Gather up every line from the entries below that uses the word "Debug".

(Stored items)

>>>

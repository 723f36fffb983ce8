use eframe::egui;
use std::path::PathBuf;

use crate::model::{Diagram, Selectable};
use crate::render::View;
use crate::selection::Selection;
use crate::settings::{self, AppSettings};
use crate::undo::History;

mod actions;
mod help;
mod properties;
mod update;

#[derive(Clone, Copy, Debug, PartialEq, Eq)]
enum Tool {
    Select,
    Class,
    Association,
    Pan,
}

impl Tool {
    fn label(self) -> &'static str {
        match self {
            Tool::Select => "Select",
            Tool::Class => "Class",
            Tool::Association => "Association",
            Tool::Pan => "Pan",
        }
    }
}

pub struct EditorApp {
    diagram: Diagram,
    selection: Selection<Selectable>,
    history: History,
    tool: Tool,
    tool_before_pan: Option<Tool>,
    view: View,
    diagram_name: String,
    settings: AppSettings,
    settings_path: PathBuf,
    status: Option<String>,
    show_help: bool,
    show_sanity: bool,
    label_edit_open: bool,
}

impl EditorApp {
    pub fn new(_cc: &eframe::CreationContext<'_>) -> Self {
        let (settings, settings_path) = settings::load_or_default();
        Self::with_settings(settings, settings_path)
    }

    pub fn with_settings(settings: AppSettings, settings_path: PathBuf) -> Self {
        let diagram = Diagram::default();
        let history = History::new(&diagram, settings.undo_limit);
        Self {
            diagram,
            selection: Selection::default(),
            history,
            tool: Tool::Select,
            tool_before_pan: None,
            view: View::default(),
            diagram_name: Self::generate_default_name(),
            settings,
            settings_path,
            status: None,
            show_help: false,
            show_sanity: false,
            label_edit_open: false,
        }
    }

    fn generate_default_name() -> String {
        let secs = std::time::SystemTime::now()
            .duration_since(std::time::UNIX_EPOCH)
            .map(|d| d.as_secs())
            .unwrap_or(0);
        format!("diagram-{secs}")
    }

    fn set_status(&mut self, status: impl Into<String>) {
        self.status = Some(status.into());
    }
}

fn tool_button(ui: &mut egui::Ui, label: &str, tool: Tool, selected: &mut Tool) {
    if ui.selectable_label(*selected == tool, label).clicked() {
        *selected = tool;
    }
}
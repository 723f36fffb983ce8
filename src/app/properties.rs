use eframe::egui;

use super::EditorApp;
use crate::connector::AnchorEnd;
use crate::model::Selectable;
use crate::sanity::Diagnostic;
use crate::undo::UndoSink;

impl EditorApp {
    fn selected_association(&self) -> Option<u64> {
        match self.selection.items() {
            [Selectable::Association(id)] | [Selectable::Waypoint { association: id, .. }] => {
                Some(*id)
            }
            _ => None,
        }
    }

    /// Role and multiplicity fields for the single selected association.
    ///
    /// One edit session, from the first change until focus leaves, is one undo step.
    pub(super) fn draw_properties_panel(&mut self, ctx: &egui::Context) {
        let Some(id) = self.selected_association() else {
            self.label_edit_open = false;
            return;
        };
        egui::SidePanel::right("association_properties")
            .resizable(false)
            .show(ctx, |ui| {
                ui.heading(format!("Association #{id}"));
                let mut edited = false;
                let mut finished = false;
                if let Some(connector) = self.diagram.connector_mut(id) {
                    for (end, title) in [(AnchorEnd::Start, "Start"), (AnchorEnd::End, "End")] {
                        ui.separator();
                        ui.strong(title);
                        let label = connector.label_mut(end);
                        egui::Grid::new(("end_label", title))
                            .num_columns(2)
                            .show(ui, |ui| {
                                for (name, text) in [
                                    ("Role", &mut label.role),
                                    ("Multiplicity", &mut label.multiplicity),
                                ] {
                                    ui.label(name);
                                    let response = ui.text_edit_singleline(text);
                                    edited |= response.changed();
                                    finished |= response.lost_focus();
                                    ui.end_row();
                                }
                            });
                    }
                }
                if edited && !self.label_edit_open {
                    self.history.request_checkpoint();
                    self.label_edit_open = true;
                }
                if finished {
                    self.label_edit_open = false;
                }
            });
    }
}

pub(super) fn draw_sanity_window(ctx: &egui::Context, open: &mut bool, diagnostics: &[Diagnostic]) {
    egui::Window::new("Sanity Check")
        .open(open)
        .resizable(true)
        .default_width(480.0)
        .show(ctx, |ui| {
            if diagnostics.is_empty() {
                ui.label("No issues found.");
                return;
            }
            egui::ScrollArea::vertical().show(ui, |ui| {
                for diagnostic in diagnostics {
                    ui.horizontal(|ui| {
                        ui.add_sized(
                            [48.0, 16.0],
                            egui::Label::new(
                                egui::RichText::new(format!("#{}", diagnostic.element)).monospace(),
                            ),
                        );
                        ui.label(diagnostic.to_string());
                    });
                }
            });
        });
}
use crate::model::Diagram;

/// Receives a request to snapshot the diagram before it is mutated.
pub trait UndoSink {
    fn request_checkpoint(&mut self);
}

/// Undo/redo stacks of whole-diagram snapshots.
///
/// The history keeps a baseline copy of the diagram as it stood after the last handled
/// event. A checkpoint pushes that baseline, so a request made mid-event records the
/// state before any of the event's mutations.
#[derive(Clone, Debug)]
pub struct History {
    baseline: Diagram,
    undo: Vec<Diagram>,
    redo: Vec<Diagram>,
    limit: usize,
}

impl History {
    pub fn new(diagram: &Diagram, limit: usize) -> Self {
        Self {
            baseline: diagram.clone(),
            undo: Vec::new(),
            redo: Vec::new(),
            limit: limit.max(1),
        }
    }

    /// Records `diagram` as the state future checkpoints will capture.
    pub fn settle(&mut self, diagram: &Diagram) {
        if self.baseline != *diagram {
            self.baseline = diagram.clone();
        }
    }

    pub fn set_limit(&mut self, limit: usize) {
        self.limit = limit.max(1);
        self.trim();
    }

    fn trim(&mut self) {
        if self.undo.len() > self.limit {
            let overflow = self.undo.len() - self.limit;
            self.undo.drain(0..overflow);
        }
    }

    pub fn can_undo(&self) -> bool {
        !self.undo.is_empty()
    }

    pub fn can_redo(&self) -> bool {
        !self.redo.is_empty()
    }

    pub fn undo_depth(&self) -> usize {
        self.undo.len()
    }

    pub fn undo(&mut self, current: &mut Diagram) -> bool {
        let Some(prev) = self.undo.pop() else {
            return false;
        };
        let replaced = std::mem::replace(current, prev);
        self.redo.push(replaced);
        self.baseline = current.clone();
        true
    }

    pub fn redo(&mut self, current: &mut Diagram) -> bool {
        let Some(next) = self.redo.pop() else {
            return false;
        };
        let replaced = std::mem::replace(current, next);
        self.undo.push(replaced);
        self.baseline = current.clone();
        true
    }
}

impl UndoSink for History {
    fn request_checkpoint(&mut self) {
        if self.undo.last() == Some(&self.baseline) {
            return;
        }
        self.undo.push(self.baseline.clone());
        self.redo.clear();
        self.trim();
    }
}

<<<

Result of this task:
#[derive(Clone, Copy, Debug, PartialEq, Eq)]
#[derive(Clone, Debug)]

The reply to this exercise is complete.